By Chuck Mikolajczak

NEW YORK, June 3 (Reuters) - U.S. Treasury yields were

higher on Wednesday, as tensions in the Middle East reignited

following strikes by both the U.S. and Iran, sending oil prices

higher and raising concerns about sustained inflation pressures.

Iranian attacks on Kuwait damaged its airport and injured

dozens, while the U.S. military carried out strikes near the

Strait of Hormuz as attempts at diplomacy appear to have

stalled.

U.S. crude rose 1.34% to $95.01 a barrel and Brent

advanced to $97.23 per barrel, up 1.28% on the day.

"For the most part, everybody's eyes are on what's going on

in the Mideast and will continue to be," said Tom di Galoma,

managing director at Mischler Financial Group in Stamford,

Connecticut.

"As the war lingers, rates will go higher. I'm looking for

10-year notes to get up to the 4.70% to 4.75% level."

The yield on the benchmark U.S. 10-year Treasury note

rose 2 basis points to 4.475% after climbing to

4.499% on the session. After hitting a 16-month high of 4.687%

on May 19, the yield has been declining on optimism that a

U.S.-Iran peace deal could be achieved.

PRIVATE EMPLOYMENT GAINS EXCEED EXPECTATIONS

On the economic front, U.S. private payrolls increased by

122,000 last month, according to the ADP national employment

report, topping the 117,000 estimate of economists polled by

Reuters, after a downwardly revised 105,000 gain in April.

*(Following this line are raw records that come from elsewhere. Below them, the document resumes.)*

// SPDX-License-Identifier: BUSL-1.1
// Copyright (c) 2026 Alfred Jean LLC

//! `EngineKernel` (spec.md §4.2): handler table, abort set, execute/apply
//! loop, result packing, iopub broadcasting, control-plane shutdown/abort.
//!
//! Handler dispatch is an explicit `HashMap<String, HandlerKind>` built at
//! construction (spec.md §9 "Handler tables built by reflection") rather
//! than the source's dynamic method-name binding, so the shell-vs-control
//! split is a plain, inspectable table instead of runtime reflection.

use std::collections::HashMap;
use std::time::Duration;

use futures::future::select_all;
use pf_core::message::{Header, Message};
use pf_core::timestamp::now_iso8601;
use pf_core::AbortSet;
use pf_stream::{Frames, MessageSession, Stream};
use serde_json::{json, Value};
use tracing::error;

use crate::content::{AbortRequestContent, CompleteRequestContent, ExceptionContent, ExecuteRequestContent};
use crate::error::KernelError;
use crate::executor::{Executor, UserNamespace};
use crate::Completer;

#[derive(Clone, Copy, Debug, PartialEq, Eq, Hash)]
enum HandlerKind {
    Execute,
    Complete,
    Apply,
    Clear,
    Shutdown,
    Abort,
}

fn shell_table() -> HashMap<String, HandlerKind> {
    HashMap::from([
        ("execute_request".to_string(), HandlerKind::Execute),
        ("complete_request".to_string(), HandlerKind::Complete),
        ("apply_request".to_string(), HandlerKind::Apply),
        ("clear_request".to_string(), HandlerKind::Clear),
    ])
}

fn control_table() -> HashMap<String, HandlerKind> {
    let mut table = shell_table();
    table.insert("shutdown_request".to_string(), HandlerKind::Shutdown);
    table.insert("abort_request".to_string(), HandlerKind::Abort);
    table
}

/// Derive a reply's `msg_type` from a request's: the segment before the
/// first `_` plus `_reply` (spec.md §4.2.1 step 4).
fn reply_type_for(msg_type: &str) -> String {
    let prefix = msg_type.split('_').next().unwrap_or(msg_type);
    format!("{prefix}_reply")
}

fn decode_apply_buffers(buffers: &[Vec<u8>]) -> Result<(Value, Vec<Value>, HashMap<String, Value>), KernelError> {
    let buf = buffers
        .first()
        .ok_or_else(|| KernelError::Protocol("apply_request missing f/args/kwargs buffer".into()))?;
    let tuple = serde_json::from_slice(buf)?;
    Ok(tuple)
}

fn flush_host_stdio() {
    use std::io::Write;
    let _ = std::io::stdout().flush();
    let _ = std::io::stderr().flush();
}

pub struct EngineKernel {
    user_ns: UserNamespace,
    shell_streams: Vec<Box<dyn Stream>>,
    control_stream: Box<dyn Stream>,
    iopub_stream: Box<dyn Stream>,
    ident: String,
    int_id: i64,
    shell_table: HashMap<String, HandlerKind>,
    control_table: HashMap<String, HandlerKind>,
    aborted: AbortSet,
    exec_lines: Vec<String>,
    executor: Box<dyn Executor>,
    completer: Box<dyn Completer>,
    session: MessageSession,
}
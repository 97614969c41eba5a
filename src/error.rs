//! # Error Types
//!
//! This module defines error types used throughout the insignia library.

use thiserror::Error;

/// Main error type for insignia operations
#[derive(Debug, Error)]
pub enum InsigniaError {
    /// A design patch could not be merged into a complete design state
    #[error("Invalid design patch: {0}")]
    InvalidPatch(String),

    /// Asset file could not be read or converted to a data URI
    #[error("Asset error: {0}")]
    Asset(String),

    /// Design persistence failed (load or save)
    #[error("Persistence error: {0}")]
    Persistence(String),

    /// Barcode or QR symbol encoding failed
    #[error("Symbol error: {0}")]
    Symbol(String),

    /// Server-level errors (bind, serve)
    #[error("Server error: {0}")]
    Server(String),

    /// Configuration file could not be used
    #[error("Config error: {0}")]
    Config(String),

    /// JSON (de)serialization error wrapper
    #[error("JSON error: {0}")]
    Json(#[from] serde_json::Error),

    /// I/O error wrapper
    #[error("I/O error: {0}")]
    Io(#[from] std::io::Error),
}
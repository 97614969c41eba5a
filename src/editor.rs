//! # Design Editor Session
//!
//! Wires one [`DesignStore`], one [`History`], a persistence key and the
//! asset guard together:
//!
//! ```text
//! control ──► store write ──► history.record_if_changed ──► save_design
//!                 ▲                      │
//!                 └── undo / redo ◄──────┘ (snapshot written back, echo consumed)
//! ```
//!
//! Every successful write is saved under the session key. Save failures are
//! logged and editing continues.

use std::path::Path;

use serde_json::Value;
use tracing::{debug, warn};

use crate::config::EngineConfig;
use crate::design::{AssetSlot, DesignState, DesignStore};
use crate::document::{CardSide, DocumentContent, Mode};
use crate::error::InsigniaError;
use crate::history::{History, Recorded};
use crate::ingest::{self, AssetGuard, Ticket};
use crate::persistence::{self, DesignRepository};
use crate::render::compose::{ComposeOptions, compose_with};
use crate::render::layer::Layer;

pub struct DesignEditor<R: DesignRepository> {
    key: String,
    store: DesignStore,
    history: History<DesignState>,
    repository: R,
    assets: AssetGuard,
    options: ComposeOptions,
    max_asset_bytes: u64,
}

impl<R: DesignRepository> DesignEditor<R> {
    /// Open the design stored under `key`, or the default design if there is
    /// none (or it cannot be read). The loaded design is the history origin.
    pub fn open(repository: R, key: impl Into<String>, config: &EngineConfig) -> Self {
        let key = key.into();
        let initial = persistence::load_or_default(&repository, &key);
        debug!(key = %key, "opened design session");
        Self {
            store: DesignStore::new(initial.clone()),
            history: History::with_cap(initial, config.history_cap),
            key,
            repository,
            assets: AssetGuard::new(),
            options: ComposeOptions::from(config),
            max_asset_bytes: config.max_asset_bytes,
        }
    }

    pub fn key(&self) -> &str {
        &self.key
    }

    pub fn design(&self) -> &DesignState {
        self.store.current()
    }

    pub fn history(&self) -> &History<DesignState> {
        &self.history
    }

    pub fn repository(&self) -> &R {
        &self.repository
    }

    pub fn can_undo(&self) -> bool {
        self.history.can_undo()
    }

    pub fn can_redo(&self) -> bool {
        self.history.can_redo()
    }

    /// Merge a JSON patch into the design. On error nothing changes.
    pub fn replace(&mut self, patch: &Value) -> Result<&DesignState, InsigniaError> {
        self.store.replace(patch)?;
        self.observe();
        Ok(self.store.current())
    }

    /// Apply a typed edit.
    pub fn update(&mut self, edit: impl FnOnce(&mut DesignState)) -> &DesignState {
        self.store.update(edit);
        self.observe();
        self.store.current()
    }

    pub fn undo(&mut self) -> bool {
        let Some(snapshot) = self.history.undo().cloned() else {
            return false;
        };
        self.restore(snapshot);
        true
    }

    pub fn redo(&mut self) -> bool {
        let Some(snapshot) = self.history.redo().cloned() else {
            return false;
        };
        self.restore(snapshot);
        true
    }

    /// Return to the session's starting design, keeping redo entries.
    pub fn reset(&mut self) {
        let origin = self.history.reset_to_origin().clone();
        self.restore(origin);
    }

    /// Start a continuous-input gesture (e.g. slider drag).
    pub fn begin_gesture(&mut self) {
        self.history.begin_gesture();
    }

    /// End the gesture; its final value becomes one history entry.
    pub fn end_gesture(&mut self) -> Recorded {
        self.history.end_gesture()
    }

    /// Start ingesting an asset for `slot`; superseded by any later call.
    pub fn begin_asset(&mut self, slot: AssetSlot) -> Ticket {
        self.assets.begin(slot)
    }

    /// Commit a finished ingestion.
    ///
    /// Returns `Ok(false)` for a stale ticket (dropped silently) and the
    /// ingestion error for a failed read; in both cases the slot is unchanged.
    pub fn finish_asset(
        &mut self,
        ticket: Ticket,
        result: Result<String, InsigniaError>,
    ) -> Result<bool, InsigniaError> {
        if !self.assets.complete(ticket) {
            return Ok(false);
        }
        let uri = result.inspect_err(|e| {
            warn!(slot = ticket.slot.name(), error = %e, "asset ingestion failed");
        })?;
        self.update(|d| d.asset_mut(ticket.slot).src = Some(uri));
        Ok(true)
    }

    /// Read `path` into `slot`.
    pub async fn ingest_asset(&mut self, slot: AssetSlot, path: &Path) -> Result<bool, InsigniaError> {
        let ticket = self.begin_asset(slot);
        let result = ingest::read_data_uri(path, self.max_asset_bytes).await;
        self.finish_asset(ticket, result)
    }

    pub fn clear_asset(&mut self, slot: AssetSlot) {
        self.update(|d| d.asset_mut(slot).src = None);
    }

    /// Compose the current design.
    pub fn layers(&self, content: &DocumentContent, mode: Mode, side: CardSide) -> Vec<Layer> {
        compose_with(self.design(), content, mode, side, &self.options)
    }

    /// Save now, reporting failure.
    pub fn save(&self) -> Result<(), InsigniaError> {
        self.repository.save_design(&self.key, self.store.current())
    }

    fn restore(&mut self, snapshot: DesignState) {
        self.store.set(snapshot);
        self.observe();
    }

    fn observe(&mut self) {
        let recorded = self.history.record_if_changed(self.store.current());
        debug!(?recorded, index = self.history.index(), "design changed");
        if let Err(e) = self.save() {
            warn!(key = %self.key, error = %e, "failed to save design");
        }
    }
}

#[cfg(test)]
mod tests {
    use super::*;
    use crate::persistence::MemoryRepository;
    use serde_json::json;

    fn editor() -> DesignEditor<MemoryRepository> {
        DesignEditor::open(MemoryRepository::new(), "test", &EngineConfig::default())
    }

    #[test]
    fn test_replace_undo_redo() {
        let mut ed = editor();
        ed.replace(&json!({"primaryColor": "#ff0000"})).unwrap();
        assert_eq!(ed.history().len(), 2);

        assert!(ed.undo());
        assert_eq!(ed.design().primary_color, "#1e3a8a");
        assert!(ed.can_redo());
        assert_eq!(ed.history().len(), 2);

        assert!(ed.redo());
        assert_eq!(ed.design().primary_color, "#ff0000");
        assert!(!ed.redo());
    }

    #[test]
    fn test_invalid_patch_changes_nothing() {
        let mut ed = editor();
        assert!(ed.replace(&json!({"guillocheComplexity": "lots"})).is_err());
        assert_eq!(ed.history().len(), 1);
        assert_eq!(ed.design(), &DesignState::default());
    }

    #[test]
    fn test_gesture_is_one_entry() {
        let mut ed = editor();
        ed.begin_gesture();
        for i in 0..20 {
            ed.update(|d| d.overlay_opacity = i as f32 / 100.0);
        }
        assert_eq!(ed.history().len(), 1);
        assert_eq!(ed.end_gesture(), Recorded::Appended);
        assert_eq!(ed.history().len(), 2);
        assert_eq!(ed.design().overlay_opacity, 0.19);
    }

    #[test]
    fn test_changes_are_saved() {
        let mut ed = editor();
        ed.update(|d| d.bilingual = true);
        let saved = ed.repository().load_design("test").unwrap().unwrap();
        assert!(saved.bilingual);
    }

    #[test]
    fn test_reopen_loads_saved_design() {
        let repo = MemoryRepository::new();
        let mut design = DesignState::default();
        design.watermark_text = "COPY".into();
        repo.save_design("k", &design).unwrap();

        let ed = DesignEditor::open(repo, "k", &EngineConfig::default());
        assert_eq!(ed.design().watermark_text, "COPY");
        assert!(!ed.can_undo());
    }

    #[test]
    fn test_stale_asset_is_dropped() {
        let mut ed = editor();
        let slow = ed.begin_asset(AssetSlot::Logo);
        let fast = ed.begin_asset(AssetSlot::Logo);
        assert!(ed.finish_asset(fast, Ok("data:image/png;base64,B".into())).unwrap());
        assert!(!ed.finish_asset(slow, Ok("data:image/png;base64,A".into())).unwrap());
        assert_eq!(ed.design().logo.src.as_deref(), Some("data:image/png;base64,B"));
    }

    #[test]
    fn test_failed_asset_keeps_previous() {
        let mut ed = editor();
        let t = ed.begin_asset(AssetSlot::Stamp);
        ed.finish_asset(t, Ok("data:image/png;base64,OLD".into())).unwrap();
        let t = ed.begin_asset(AssetSlot::Stamp);
        let err = ed
            .finish_asset(t, Err(InsigniaError::Asset("unreadable".into())))
            .unwrap_err();
        assert!(matches!(err, InsigniaError::Asset(_)));
        assert_eq!(ed.design().stamp.src.as_deref(), Some("data:image/png;base64,OLD"));
    }

    #[test]
    fn test_reset_returns_to_origin() {
        let mut ed = editor();
        ed.update(|d| d.border_width = 2.0);
        ed.update(|d| d.border_width = 4.0);
        ed.reset();
        assert_eq!(ed.design(), &DesignState::default());
        assert!(ed.can_redo());
    }

    #[test]
    fn test_non_finite_update_does_not_grow_history() {
        let mut ed = editor();
        ed.update(|d| d.overlay_opacity = f32::NAN);
        let len = ed.history().len();
        ed.update(|_| {});
        ed.update(|_| {});
        assert_eq!(ed.history().len(), len);
        assert!(ed.design().overlay_opacity.is_finite());
    }

    #[test]
    fn test_undo_during_drag_keeps_store_and_history_in_step() {
        let mut ed = editor();
        ed.replace(&json!({"primaryColor": "#111111"})).unwrap();

        ed.begin_gesture();
        ed.update(|d| d.overlay_opacity = 0.2);
        ed.update(|d| d.overlay_opacity = 0.3);
        assert!(ed.undo());
        ed.end_gesture();

        assert_eq!(ed.history().len(), 2);
        assert_eq!(ed.design(), &DesignState::default());
        assert!(ed.redo());
        assert_eq!(ed.design().primary_color, "#111111");
        assert_eq!(ed.design().overlay_opacity, DesignState::default().overlay_opacity);
    }
}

The report was the latest in a string of labor market

reports scheduled for this week, culminating in Friday's

government payrolls report.

The yield on the 30-year bond rose 1.6 basis

points to 4.983%.

Other data from the Institute for Supply Management showed its

nonmanufacturing purchasing managers index increased to 54.5

last month, besting the 53.8 estimate, from 53.6 in April.

Separately, the Commerce Department said factory orders surged

4.8% in April, the largest rise since May 2025 and above the

4.6% forecast, after an upwardly revised 1.8% advance in March.

A closely watched part of the U.S. Treasury yield curve

measuring the gap between yields on two- and 10-year Treasury

notes, seen as an indicator of economic

expectations, was at a positive 40.5 basis points.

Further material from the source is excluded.